Quest’estate rileggiamo La Cognizione del Dolore
di Simona Maria Frigerio
Carlo Emilio Gadda nasceva a Milano il 14 novembre 1893 e moriva a Roma il 21 maggio 1973. Tra queste due date scrisse molto sebbene si mantenesse (come capita ancora oggi) facendo altro.

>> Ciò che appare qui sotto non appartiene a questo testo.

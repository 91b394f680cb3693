//! The hybrid retriever: wires seed selection, activation, PPR, and
//! hypergraph re-ranking into a single `retrieve()` call (SPEC_FULL.md §4.9).

use std::collections::HashMap;

use crate::config::RetrievalConfig;
use crate::embedding::{EmbeddingGenerator, ResilientEmbeddings};
use crate::embedding_store::EmbeddingStores;
use crate::error::{LinearRagError, Result};
use crate::graph::ppr::PersonalizedPageRank;
use crate::graph::HeteroGraph;
use crate::hypergraph::{HyperedgeEmbeddings, HypergraphStore};
use crate::models::{hash_for, Embedding, Namespace};
use crate::ner::{NerAdapter, NerResult};
use crate::retrieval::activation::{ActivationConfig, ActivationEngine};
use crate::retrieval::scorer::{PassageScorer, PassageView, ScorerConfig};
use crate::retrieval::seed::{Seed, SeedSelector};

const FACTS_PREAMBLE_MAX_EDGES: usize = 5;
const FACTS_TRUNCATE_CHARS: usize = 200;
/// Flat score assigned to a hyperedge pulled in only via seed-entity
/// expansion (i.e. it never cleared the cosine/confidence threshold itself).
const SEED_EXPANSION_FALLBACK_SCORE: f32 = 0.5;

#[derive(Debug, Clone)]
pub struct RetrievalResult {
    pub question: String,
    pub sorted_passages: Vec<String>,
    pub sorted_scores: Vec<f32>,
    pub has_entities: bool,
    pub has_hyperedge_context: bool,
}

pub struct HybridRetriever;

impl HybridRetriever {
    #[allow(clippy::too_many_arguments)]
    pub async fn retrieve<G: EmbeddingGenerator>(
        question: &str,
        config: &RetrievalConfig,
        stores: &EmbeddingStores,
        ner: &NerResult,
        graph: &HeteroGraph,
        hypergraph: &HypergraphStore,
        hyperedge_embeddings: &HyperedgeEmbeddings,
        generator: &ResilientEmbeddings<G>,
        ner_adapter: &dyn NerAdapter,
    ) -> Result<RetrievalResult> {
        if stores.passage.is_empty() {
            return Err(LinearRagError::NoPassagesLoaded);
        }

        let mut question_vector = generator
            .encode_batch_with_oom_fallback(&[question.to_string()])
            .await
            .map_err(|e| LinearRagError::EmbeddingFailed(e.to_string()))?
            .into_iter()
            .next()
            .unwrap_or_else(|| Embedding::new(vec![]));
        question_vector.normalize();

        let question_entities: Vec<String> = ner_adapter
            .question_ner(question)
            .await
            .unwrap_or_default()
            .into_iter()
            .collect();

        let seeds = SeedSelector::select(&question_entities, &stores.entity, generator).await;
        let has_entities = !seeds.is_empty();

        let ranked = if has_entities {
            Self::seeded_ranking(
                &seeds,
                config,
                stores,
                ner,
                graph,
                &question_vector,
            )
        } else {
            Self::dense_only_ranking(stores, &question_vector)
        };

        let (ranked, has_hyperedge_context, preamble) = if config.use_hypergraph {
            Self::apply_hypergraph_boost(
                ranked,
                &question_vector,
                config,
                stores,
                hypergraph,
                hyperedge_embeddings,
                &seeds,
            )
        } else {
            (ranked, false, None)
        };

        let top_n = config.retrieval_top_k.min(ranked.len());
        let mut sorted_passages: Vec<String> = Vec::with_capacity(top_n);
        let mut sorted_scores: Vec<f32> = Vec::with_capacity(top_n);
        for (passage_hash, score) in ranked.into_iter().take(top_n) {
            let text = stores
                .passage
                .text_for_hash(&passage_hash)
                .unwrap_or("")
                .to_string();
            sorted_passages.push(text);
            sorted_scores.push(score);
        }

        if let Some(preamble) = preamble {
            if let Some(first) = sorted_passages.first_mut() {
                *first = format!("{preamble}\n\n{first}");
            }
        }

        Ok(RetrievalResult {
            question: question.to_string(),
            sorted_passages,
            sorted_scores,
            has_entities,
            has_hyperedge_context,
        })
    }

    fn seeded_ranking(
        seeds: &[crate::retrieval::seed::Seed],
        config: &RetrievalConfig,
        stores: &EmbeddingStores,
        ner: &NerResult,
        graph: &HeteroGraph,
        question_vector: &Embedding,
    ) -> Vec<(String, f32)> {
        let activation_seeds: Vec<(String, f32)> = seeds
            .iter()
            .map(|s| (s.entity_text.clone(), s.similarity))
            .collect();

        let activation = ActivationEngine::run(
            &activation_seeds,
            ner,
            &stores.sentence,
            question_vector,
            &ActivationConfig {
                max_iterations: config.max_iterations,
                iteration_threshold: config.iteration_threshold,
                top_k_sentence: config.top_k_sentence,
            },
        );

        let candidates: Vec<PassageView> = stores
            .passage
            .rows()
            .iter()
            .map(|row| PassageView {
                hash_id: &row.hash_id,
                text: &row.text,
                dense_score: row.embedding.cosine(question_vector),
            })
            .collect();
        let scorer_config = ScorerConfig {
            candidate_pool_size: config.candidate_pool_size,
            use_candidate_filtering: config.use_candidate_filtering,
            passage_ratio: config.passage_ratio,
            passage_node_weight: config.passage_node_weight,
        };
        let candidates = PassageScorer::candidates(candidates, &scorer_config);
        let passage_weights = PassageScorer::score(&candidates, &activation, &scorer_config);

        let mut reset: HashMap<String, f32> = activation.to_hashed_weights();
        reset.extend(passage_weights);

        let ppr = PersonalizedPageRank::new(config.damping);
        let scores = ppr.run_for_passages(graph, &reset);

        let mut ranked: Vec<(String, f32)> = scores.into_iter().collect();
        ranked.sort_by(|a, b| b.1.partial_cmp(&a.1).unwrap_or(std::cmp::Ordering::Equal));
        ranked
    }

    fn dense_only_ranking(
        stores: &EmbeddingStores,
        question_vector: &Embedding,
    ) -> Vec<(String, f32)> {
        let mut ranked: Vec<(String, f32)> = stores
            .passage
            .rows()
            .iter()
            .map(|row| (row.hash_id.clone(), row.embedding.cosine(question_vector)))
            .collect();
        ranked.sort_by(|a, b| b.1.partial_cmp(&a.1).unwrap_or(std::cmp::Ordering::Equal));
        ranked
    }

    #[allow(clippy::too_many_arguments)]
    fn apply_hypergraph_boost(
        ranked: Vec<(String, f32)>,
        question_vector: &Embedding,
        config: &RetrievalConfig,
        stores: &EmbeddingStores,
        hypergraph: &HypergraphStore,
        hyperedge_embeddings: &HyperedgeEmbeddings,
        seeds: &[Seed],
    ) -> (Vec<(String, f32)>, bool, Option<String>) {
        if hypergraph.is_empty() {
            return (ranked, false, None);
        }

        let mut scored_edges: Vec<(&str, f32)> = hypergraph
            .all()
            .filter_map(|edge| {
                hyperedge_embeddings
                    .get(&edge.hash_id)
                    .map(|emb| (edge.hash_id.as_str(), emb.cosine(question_vector) * edge.score))
            })
            .filter(|(_, score)| *score >= config.hyperedge_retrieval_threshold)
            .collect();
        scored_edges.sort_by(|a, b| b.1.partial_cmp(&a.1).unwrap_or(std::cmp::Ordering::Equal));
        scored_edges.truncate(config.hyperedge_top_k);

        // Bidirectional expansion: every seed entity's *other* hyperedges join the
        // facts preamble at a flat fallback score, even when they never clear the
        // cosine/confidence threshold above. They feed the preamble text only —
        // never the expanded entity set used for passage-score boosting below.
        let top_ids: std::collections::HashSet<&str> =
            scored_edges.iter().map(|(id, _)| *id).collect();
        let mut seen_expanded: std::collections::HashSet<&str> = std::collections::HashSet::new();
        let mut expanded_edges: Vec<(&str, f32)> = Vec::new();
        for seed in seeds {
            let entity_hash = hash_for(Namespace::Entity, &seed.entity_text);
            for edge in hypergraph.hyperedges_for_entity(&entity_hash) {
                let id = edge.hash_id.as_str();
                if top_ids.contains(id) || !seen_expanded.insert(id) {
                    continue;
                }
                expanded_edges.push((id, SEED_EXPANSION_FALLBACK_SCORE));
            }
        }

        if scored_edges.is_empty() && expanded_edges.is_empty() {
            return (ranked, false, None);
        }

        let mut expanded_entities: std::collections::HashSet<String> =
            std::collections::HashSet::new();
        for (hash_id, _) in &scored_edges {
            if let Some(edge) = hypergraph.hyperedges.get(*hash_id) {
                expanded_entities.extend(edge.entities.iter().cloned());
            }
        }

        let boosted: Vec<(String, f32)> = ranked
            .into_iter()
            .map(|(passage_hash, score)| {
                let text = stores.passage.text_for_hash(&passage_hash).unwrap_or("");
                let lowered = text.to_lowercase();
                let matches = expanded_entities
                    .iter()
                    .filter(|e| lowered.contains(e.as_str()))
                    .count()
                    .min(3);
                let boosted_score = score
                    * (1.0 + (config.hyperedge_entity_boost - 1.0) * matches as f32 / 3.0);
                (passage_hash, boosted_score)
            })
            .collect();

        let mut boosted = boosted;
        boosted.sort_by(|a, b| b.1.partial_cmp(&a.1).unwrap_or(std::cmp::Ordering::Equal));

        let preamble_edges: Vec<&str> = scored_edges
            .iter()
            .chain(expanded_edges.iter())
            .take(FACTS_PREAMBLE_MAX_EDGES)
            .filter_map(|(hash_id, _)| hypergraph.hyperedges.get(*hash_id).map(|e| e.text.as_str()))
            .collect();
        let preamble = if preamble_edges.is_empty() {
            None
        } else {
            let facts = preamble_edges
                .iter()
                .map(|t| truncate(t, FACTS_TRUNCATE_CHARS))
                .collect::<Vec<_>>()
                .join("\n- ");
            Some(format!("[Medical Knowledge Facts]\n- {facts}"))
        };

        (boosted, true, preamble)
    }
}

fn truncate(s: &str, max_chars: usize) -> String {
    if s.chars().count() <= max_chars {
        s.to_string()
    } else {
        s.chars().take(max_chars).collect()
    }
}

Oltre a La Cognizione del Dolore (uscito nel 1963 e vincitore del Prix International de Littérature), ricordo la raccolta di racconti La madonna dei Filosofi (apparsa nel 1931 per le edizioni di Solaria); la seconda raccolta, Il Castello di Udine (pubblicata nel 1934 e che ottenne, l’anno successivo, il premio Bagutta); L’Adalgisa (serie di frammenti e racconti pubblicati tra il 1938 e il 1943, organizzati in affresco milanese nel ʻ44); Eros e Priapo: da furore a cenere (pamphlet satirico, pubblicato in versione censurata solo nel ʻ67 e ripreso da Fabrizio Gifuni in L’ingegner Gadda va alla guerra, per la regia di Giuseppe Bertolucci); e Quer Pasticciaccio Brutto de Via Merulana (apparso in volume nel 1957).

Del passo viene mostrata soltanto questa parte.